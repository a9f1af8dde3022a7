//! Locate a date inside the circular solar-term table.

use almanac_core::SolarTermEntry;
use serde::Serialize;

/// The term a date falls in, and the one that follows.
#[derive(Debug, Clone, PartialEq, Eq, Serialize)]
pub struct TermPosition {
    pub current: String,
    pub next: String,
    /// `1月5日` style.
    pub next_date: String,
}

/// Find the bracket containing `(month, day)`.
///
/// The table wraps from December back to January: a date before the first
/// entry belongs to the last entry of the previous cycle, a date after the
/// last entry looks ahead to the first. A date equal to a term's date
/// belongs to that term. Returns `None` for an empty table.
pub fn locate(table: &[SolarTermEntry], month: u32, day: u32) -> Option<TermPosition> {
    let mut sorted: Vec<&SolarTermEntry> = table.iter().collect();
    sorted.sort_by_key(|t| (t.month, t.day));
    let first = *sorted.first()?;
    let last = *sorted.last()?;

    let query = (month, day);
    let idx = sorted.iter().rposition(|t| (t.month, t.day) <= query);

    let (current, next) = match idx {
        None => (last, first),
        Some(i) => (sorted[i], sorted.get(i + 1).copied().unwrap_or(first)),
    };

    Some(TermPosition {
        current: current.name.clone(),
        next: next.name.clone(),
        next_date: next.date_label(),
    })
}
mod cli;

use std::path::PathBuf;
use std::sync::Arc;

use almanac_compute::Scheduler;
use almanac_core::{SharedClock, SystemClock};
use almanac_server::{build_router, startup, AppState, Settings, SettingsReloader};
use clap::Parser;
use tracing::{info, warn};
use tracing_subscriber::EnvFilter;

use cli::{Cli, Command};

fn load_config() -> almanac_core::Config {
    almanac_core::config::load_dotenv();
    almanac_core::Config::from_env()
}

/// The settings file in use, and whether it was named on the command line.
fn settings_path(config: &almanac_core::Config, cli: &Cli) -> (PathBuf, bool) {
    match &cli.settings {
        Some(path) => (path.clone(), true),
        None => (config.paths.settings_file.clone(), false),
    }
}

#[tokio::main]
async fn main() -> anyhow::Result<()> {
    tracing_subscriber::fmt()
        .with_env_filter(
            EnvFilter::try_from_default_env().unwrap_or_else(|_| EnvFilter::new("info")),
        )
        .init();

    let config = load_config();
    let cli = Cli::parse();
    let (path, explicit) = settings_path(&config, &cli);
    let settings = Settings::load(&path, explicit)?;
    let clock: SharedClock = Arc::new(SystemClock);

    match cli.command {
        Some(Command::Export { scope }) => export(&settings, clock, scope.as_deref()).await,
        Some(Command::Serve { host, port }) => {
            let host = host.unwrap_or_else(|| config.server.host.clone());
            let port = port.unwrap_or(config.server.port);
            serve(&config, &settings, path, clock, &host, port).await
        }
        None => {
            let (host, port) = (config.server.host.clone(), config.server.port);
            serve(&config, &settings, path, clock, &host, port).await
        }
    }
}

async fn export(settings: &Settings, clock: SharedClock, scope: Option<&str>) -> anyhow::Result<()> {
    let engine = startup::build_engine(settings, clock).await?;
    engine.refresh_all().await?;
    let data = engine.export(scope)?;
    println!("{}", serde_json::to_string_pretty(&data)?);
    engine.close();
    Ok(())
}

async fn serve(
    config: &almanac_core::Config,
    settings: &Settings,
    settings_path: PathBuf,
    clock: SharedClock,
    host: &str,
    port: u16,
) -> anyhow::Result<()> {
    config.log_summary();
    let engine = startup::build_engine(settings, clock).await?;

    let scheduler = Scheduler::new(Arc::clone(&engine));
    scheduler.start().await?;

    let reloader = Arc::new(SettingsReloader::new(settings_path, Arc::clone(&engine)));
    let _watch = match Arc::clone(&reloader).watch() {
        Ok(watch) => Some(watch),
        Err(e) => {
            warn!(path = %reloader.path().display(), error = %e, "Settings watcher not started");
            None
        }
    };

    let app = build_router(Arc::new(AppState::new(engine).with_reloader(reloader)));
    let addr = format!("{}:{}", host, port);
    let listener = tokio::net::TcpListener::bind(&addr).await?;
    info!("Listening on {}", addr);

    axum::serve(listener, app)
        .with_graceful_shutdown(shutdown_signal())
        .await?;

    info!("HTTP server stopped, shutting down scheduler");
    scheduler.shutdown().await;
    info!("almanac-server exited cleanly");
    Ok(())
}

/// Wait for SIGINT or SIGTERM.
async fn shutdown_signal() {
    let ctrl_c = async {
        if let Err(e) = tokio::signal::ctrl_c().await {
            warn!(error = %e, "Failed to listen for ctrl_c");
            std::future::pending::<()>().await;
        }
    };

    #[cfg(unix)]
    {
        match tokio::signal::unix::signal(tokio::signal::unix::SignalKind::terminate()) {
            Ok(mut sigterm) => {
                tokio::select! {
                    _ = ctrl_c => {},
                    _ = sigterm.recv() => {},
                }
            }
            Err(e) => {
                warn!(error = %e, "Failed to register SIGTERM handler");
                ctrl_c.await;
            }
        }
    }

    #[cfg(not(unix))]
    {
        ctrl_c.await;
    }
}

——————————

Your assignment:
Start to finish, output the whole listing exactly.

Result below:
repository a9f1af8dde3022a7
//! Locate a date inside the circular solar-term table.

use almanac_core::SolarTermEntry;
use serde::Serialize;

/// The term a date falls in, and the one that follows.
#[derive(Debug, Clone, PartialEq, Eq, Serialize)]
pub struct TermPosition {
    pub current: String,
    pub next: String,
    /// `1月5日` style.
    pub next_date: String,
}

/// Find the bracket containing `(month, day)`.
///
/// The table wraps from December back to January: a date before the first
/// entry belongs to the last entry of the previous cycle, a date after the
/// last entry looks ahead to the first. A date equal to a term's date
/// belongs to that term. Returns `None` for an empty table.
pub fn locate(table: &[SolarTermEntry], month: u32, day: u32) -> Option<TermPosition> {
    let mut sorted: Vec<&SolarTermEntry> = table.iter().collect();
    sorted.sort_by_key(|t| (t.month, t.day));
    let first = *sorted.first()?;
    let last = *sorted.last()?;

    let query = (month, day);
    let idx = sorted.iter().rposition(|t| (t.month, t.day) <= query);

    let (current, next) = match idx {
        None => (last, first),
        Some(i) => (sorted[i], sorted.get(i + 1).copied().unwrap_or(first)),
    };

    Some(TermPosition {
        current: current.name.clone(),
        next: next.name.clone(),
        next_date: next.date_label(),
    })
}
mod cli;

use std::path::PathBuf;
use std::sync::Arc;

use almanac_compute::Scheduler;
use almanac_core::{SharedClock, SystemClock};
use almanac_server::{build_router, startup, AppState, Settings, SettingsReloader};
use clap::Parser;
use tracing::{info, warn};
use tracing_subscriber::EnvFilter;

use cli::{Cli, Command};

fn load_config() -> almanac_core::Config {
    almanac_core::config::load_dotenv();
    almanac_core::Config::from_env()
}

/// The settings file in use, and whether it was named on the command line.
fn settings_path(config: &almanac_core::Config, cli: &Cli) -> (PathBuf, bool) {
    match &cli.settings {
        Some(path) => (path.clone(), true),
        None => (config.paths.settings_file.clone(), false),
    }
}

#[tokio::main]
async fn main() -> anyhow::Result<()> {
    tracing_subscriber::fmt()
        .with_env_filter(
            EnvFilter::try_from_default_env().unwrap_or_else(|_| EnvFilter::new("info")),
        )
        .init();

    let config = load_config();
    let cli = Cli::parse();
    let (path, explicit) = settings_path(&config, &cli);
    let settings = Settings::load(&path, explicit)?;
    let clock: SharedClock = Arc::new(SystemClock);

    match cli.command {
        Some(Command::Export { scope }) => export(&settings, clock, scope.as_deref()).await,
        Some(Command::Serve { host, port }) => {
            let host = host.unwrap_or_else(|| config.server.host.clone());
            let port = port.unwrap_or(config.server.port);
            serve(&config, &settings, path, clock, &host, port).await
        }
        None => {
            let (host, port) = (config.server.host.clone(), config.server.port);
            serve(&config, &settings, path, clock, &host, port).await
        }
    }
}

async fn export(settings: &Settings, clock: SharedClock, scope: Option<&str>) -> anyhow::Result<()> {
    let engine = startup::build_engine(settings, clock).await?;
    engine.refresh_all().await?;
    let data = engine.export(scope)?;
    println!("{}", serde_json::to_string_pretty(&data)?);
    engine.close();
    Ok(())
}

async fn serve(
    config: &almanac_core::Config,
    settings: &Settings,
    settings_path: PathBuf,
    clock: SharedClock,
    host: &str,
    port: u16,
) -> anyhow::Result<()> {
    config.log_summary();
    let engine = startup::build_engine(settings, clock).await?;

    let scheduler = Scheduler::new(Arc::clone(&engine));
    scheduler.start().await?;

    let reloader = Arc::new(SettingsReloader::new(settings_path, Arc::clone(&engine)));
    let _watch = match Arc::clone(&reloader).watch() {
        Ok(watch) => Some(watch),
        Err(e) => {
            warn!(path = %reloader.path().display(), error = %e, "Settings watcher not started");
            None
        }
    };

    let app = build_router(Arc::new(AppState::new(engine).with_reloader(reloader)));
    let addr = format!("{}:{}", host, port);
    let listener = tokio::net::TcpListener::bind(&addr).await?;
    info!("Listening on {}", addr);

    axum::serve(listener, app)
        .with_graceful_shutdown(shutdown_signal())
        .await?;

    info!("HTTP server stopped, shutting down scheduler");
    scheduler.shutdown().await;
    info!("almanac-server exited cleanly");
    Ok(())
}

/// Wait for SIGINT or SIGTERM.
async fn shutdown_signal() {
    let ctrl_c = async {
        if let Err(e) = tokio::signal::ctrl_c().await {
            warn!(error = %e, "Failed to listen for ctrl_c");
            std::future::pending::<()>().await;
        }
    };

    #[cfg(unix)]
    {
        match tokio::signal::unix::signal(tokio::signal::unix::SignalKind::terminate()) {
            Ok(mut sigterm) => {
                tokio::select! {
                    _ = ctrl_c => {},
                    _ = sigterm.recv() => {},
                }
            }
            Err(e) => {
                warn!(error = %e, "Failed to register SIGTERM handler");
                ctrl_c.await;
            }
        }
    }

    #[cfg(not(unix))]
    {
        ctrl_c.await;
    }
}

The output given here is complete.